In early September, when Stephen Harper nominated Tom Cromwell to fill a vacancy on the Supreme Court of Canada, he brought the first part of a promised and formal selection process to a sudden and premature end. Cromwell was still supposed to be publicly interviewed by a parliamentary committee before his appointment was confirmed, but the Nova Scotia judge was left twisting in the wind while an election was fought and Parliament prorogued. Then, without any public interview, Harper made his choice final, burying this important announcement the same day he announced a long list of Senate appointments. The whole process took almost four months, ignored procedures that Harper himself had earlier approved, involved neither Parliament nor the public, and left a bad taste in many mouths.

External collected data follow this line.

impl<'a> ReleasePublisher<'a> {
    pub fn new(runner: &'a dyn CommandRunner, project_root: &'a Path) -> Self {
        Self {
            runner,
            project_root,
            tool: "gh".to_string(),
            notes_prefix: "temp_release_notes".to_string(),
            cancel: None,
        }
    }

    pub fn with_tool(mut self, tool: impl Into<String>) -> Self {
        self.tool = tool.into();
        self
    }

    pub fn with_notes_prefix(mut self, prefix: impl Into<String>) -> Self {
        self.notes_prefix = prefix.into();
        self
    }

    pub fn with_cancel(mut self, cancel: &'a CancelToken) -> Self {
        self.cancel = Some(cancel);
        self
    }

    fn checkpoint(&self, operation: &str) -> Result<()> {
        match self.cancel {
            Some(token) => token.checkpoint(operation),
            None => Ok(()),
        }
    }

    fn tool_command<I, S>(&self, args: I) -> CommandSpec
    where
        I: IntoIterator<Item = S>,
        S: Into<String>,
    {
        CommandSpec::new(&self.tool, args).in_dir(self.project_root)
    }

    fn run(&self, spec: &CommandSpec, reporter: &dyn Reporter) -> Result<ExecutionResult> {
        let result = run_logged(self.runner, spec, reporter);
        if result.stopped {
            return Err(Error::queue_stopped("release"));
        }
        if !result.success {
            return Err(Error::release_command_failed(CommandFailedDetails {
                command: spec.display(),
                exit_code: result.exit_code,
                output: result.tail(15),
            }));
        }
        Ok(result)
    }

    // === Create ===

    /// Publish a new tagged release with the task's artifacts attached.
    /// The notes file is removed whether or not the tool succeeds.
    pub fn create(&self, task: &ReleaseTask, previous_version: &str, reporter: &dyn Reporter) -> Result<CreateOutput> {
        require_artifacts(&task.artifacts, self.project_root)?;
        self.checkpoint("release create")?;

        reporter.info(&format!("🚀 Creating release {}...", task.tag));

        let notes = NotesFile::create(self.project_root, &self.notes_prefix, &task.notes)?;
        let mut args = vec!["release".to_string(), "create".to_string(), task.tag.clone()];
        args.extend(task.artifacts.iter().map(|p| p.display().to_string()));
        args.extend([
            "--title".to_string(),
            task.title.clone(),
            "--notes-file".to_string(),
            notes.arg(),
        ]);

        let outcome = self.run(&self.tool_command(args), reporter);
        drop(notes);
        outcome?;

        reporter.success(&format!("🎉 Release {} created!", task.tag));
        Ok(CreateOutput {
            tag: task.tag.clone(),
            previous_version: previous_version.to_string(),
            version: task.version.clone(),
            title: task.title.clone(),
            files: display_paths(&task.artifacts),
        })
    }

    // === Update ===

    /// Edit title/notes, then re-upload artifacts with overwrite. The upload
    /// only runs after the edit is accepted.
    pub fn update(&self, task: &ReleaseTask, reporter: &dyn Reporter) -> Result<UpdateOutput> {
        require_artifacts(&task.artifacts, self.project_root)?;
        self.checkpoint("release update")?;

        reporter.info(&format!("📝 Updating release {}...", task.tag));

        let notes = NotesFile::create(self.project_root, &self.notes_prefix, &task.notes)?;
        let edit = self.tool_command([
            "release".to_string(),
            "edit".to_string(),
            task.tag.clone(),
            "--title".to_string(),
            task.title.clone(),
            "--notes-file".to_string(),
            notes.arg(),
        ]);
        let edited = self.run(&edit, reporter);
        drop(notes);
        edited?;

        self.checkpoint("release update")?;

        reporter.info("📤 Uploading files...");
        let mut args = vec!["release".to_string(), "upload".to_string(), task.tag.clone()];
        args.extend(task.artifacts.iter().map(|p| p.display().to_string()));
        args.push("--clobber".to_string());
        self.run(&self.tool_command(args), reporter)?;

        reporter.success(&format!("✅ Release {} updated", task.tag));
        Ok(UpdateOutput {
            tag: task.tag.clone(),
            title: task.title.clone(),
            edited: true,
            uploaded: true,
            files: display_paths(&task.artifacts),
        })
    }

    // === Delete ===

    /// Remote release, local tag, remote tag. Every step runs even when an
    /// earlier one fails; the report says which did not succeed.
    pub fn delete(&self, tag: &str, reporter: &dyn Reporter) -> Result<DeleteReport> {
        reporter.warning(&format!("🗑️ Deleting release {}...", tag));

        let steps = [
            ("release", self.tool_command(["release", "delete", tag, "--yes"])),
            ("local_tag", CommandSpec::new("git", ["tag", "-d", tag]).in_dir(self.project_root)),
            (
                "remote_tag",
                CommandSpec::new("git", ["push", "origin", "--delete", tag]).in_dir(self.project_root),
            ),
        ];

        let mut results = Vec::with_capacity(steps.len());
        for (step, spec) in steps {
            self.checkpoint("release delete")?;
            let result = run_logged(self.runner, &spec, reporter);
            if result.stopped {
                return Err(Error::queue_stopped("release delete"));
            }
            if !result.success {
                reporter.warning(&format!("⚠️ {} step failed, continuing", step));
            }
            results.push(StepResult {
                step: step.to_string(),
                command: spec.display(),
                success: result.success,
                exit_code: result.exit_code,
            });
        }

        let success = results.iter().all(|r| r.success);
        if success {
            reporter.success(&format!("✅ Release {} deleted", tag));
        } else {
            reporter.error(&format!("❌ Delete of {} finished with errors", tag));
        }

        Ok(DeleteReport {
            tag: tag.to_string(),
            steps: results,
            success,
        })
    }

    // === Queries ===

    pub fn list(&self, limit: u32, reporter: &dyn Reporter) -> Result<Vec<ReleaseSummary>> {
        let spec = self.tool_command([
            "release".to_string(),
            "list".to_string(),
            "--json".to_string(),
            LIST_FIELDS.to_string(),
            "--limit".to_string(),
            limit.to_string(),
        ]);
        let result = self.run(&spec, reporter)?;
        parse_release_list(&result.output)
    }

    /// Entry flagged latest, else the newest listed.
    pub fn latest(&self, limit: u32, reporter: &dyn Reporter) -> Result<Option<ReleaseSummary>> {
        let releases = self.list(limit, reporter)?;
        Ok(pick_latest(releases))
    }
}

fn require_artifacts(artifacts: &[PathBuf], project_root: &Path) -> Result<()> {
    if artifacts.is_empty() {
        return Err(Error::build_artifacts_missing(project_root.display().to_string()));
    }
    Ok(())
}

fn display_paths(paths: &[PathBuf]) -> Vec<String> {
    paths.iter().map(|p| p.display().to_string()).collect()
}

/// The tool may print warnings around the JSON; parse from the first `[`.
pub(crate) fn parse_release_list(output: &str) -> Result<Vec<ReleaseSummary>> {
    let Some(start) = output.find('[') else {
        if output.trim().is_empty() {
            return Ok(Vec::new());
        }
        return Err(Error::internal_json(
            "no JSON array in release list output",
            Some("parse release list".to_string()),
        ));
    };

    serde_json::Deserializer::from_str(&output[start..])
        .into_iter::<Vec<ReleaseSummary>>()
        .next()
        .unwrap_or_else(|| Ok(Vec::new()))
        .map_err(|e| Error::internal_json(e.to_string(), Some("parse release list".to_string())))
}

fn pick_latest(releases: Vec<ReleaseSummary>) -> Option<ReleaseSummary> {
    let flagged = releases.iter().position(|r| r.is_latest);
    match flagged {
        Some(i) => releases.into_iter().nth(i),
        None => releases.into_iter().next(),
    }
}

The botched selection process was a pity because it tainted an otherwise sound appointment. Almost everyone agrees that Cromwell, 56, was a good choice. His resumé is impeccable, if a little dull—he’s from what political scientist Peter Russell calls the “grey middle.” Cromwell has been a full-time law teacher and a judge. He’s a graduate, in music and law, of Queen’s University in Kingston. He went to Oxford University and graduated with the notoriously difficult bachelor of civil law degree. From 1982 until 1997, Cromwell taught at Dalhousie Law School, taking a three-year leave of absence to be executive legal officer for then-Supreme Court chief justice Antonio Lamer. He was appointed to the Nova Scotia Court of Appeal in 1997. He’s bilingual.
The legal profession has hailed Cromwell’s appointment. It usually does with Supreme Court judges. The widely read legal blog www.slaw.ca applauds 10 good things it says Cromwell will bring to the court. They include his musical skill (he plays the piano well), and his Oxford qualifications, which offset, says the blog, Supreme Court Justice Ian Binnie’s degree from rival Cambridge. More to the point are some other things on the blog’s list: Cromwell’s passion for court reform, his interest in law reform, and his practical approach to legal reasoning. Cromwell seems particularly interested in the structure of the court system, alternative means of dispute resolution, and the rules of civil procedure.
People say nice things about Tom Cromwell. They say he’s courteous, but firm. He’s thought to be non-ideological, a centrist. “He was the overwhelming choice of people who . . . made recommendations to me,” said Justice Minister Rob Nicholson, when he announced the nomination in September. A former president of the Canadian Bar Association said approvingly, “he’s the kind of guy who’d bag his own groceries.” But, as almost always with these appointments, the Canadian public only knows what is on a short and official curriculum vitae; it will have no real opportunity to satisfy any curiosity beyond that. Cromwell’s backstory will soon be forgotten, as he retreats into the shadows of high judicial office.
Also at Macleans.ca: When lawyers are only for the rich
The Supreme Court Act gives the executive branch the power to appoint a Supreme Court judge. That means the prime minister decides. Any accompanying brouhaha means little or nothing. Tom Cromwell’s appointment demonstrated this dramatically.
In the early part of this decade, prompted by newspaper editorials and criticism by law professors, political and public sensitivity began to develop over the autocratic and secret process of choosing Supreme Court justices. This led Irwin Cotler, then minister of justice, to take the modest step in 2004 of appearing before a parliamentary committee to discuss the pending appointments of justices Rosalie Abella and Louise Charron. Abella and Charron did not appear themselves, and the committee did not have much of a discussion. Peter MacKay, an opposition MP at the time, described the hearing as window dressing.
In April 2005, Cotler proposed a reformed process. A broad-based advisory committee would be struck each time there was a Supreme Court vacancy. The minister of justice would give this committee a list of candidates, and it would pick three of them for the prime minister’s consideration. Observers were not impressed. Jacob Ziegel, a law professor at the University of Toronto, said the advisory committee “would simply act as a rubber stamp for the government’s pre-selected list of candidates.” What was striking about the proposal, he added, was “the government’s neurotic obsession with perpetuating executive paternalism into the 21st century.”
A few months later, Cotler had a chance to put his reformed process into practice. In August 2005, justice John Major announced he would leave the court at the end of the year. Cotler appointed an advisory committee and gave it six names to consider. The committee, as instructed, picked three. But, before an appointment could be made, the Paul Martin government was defeated and Stephen Harper became prime minister.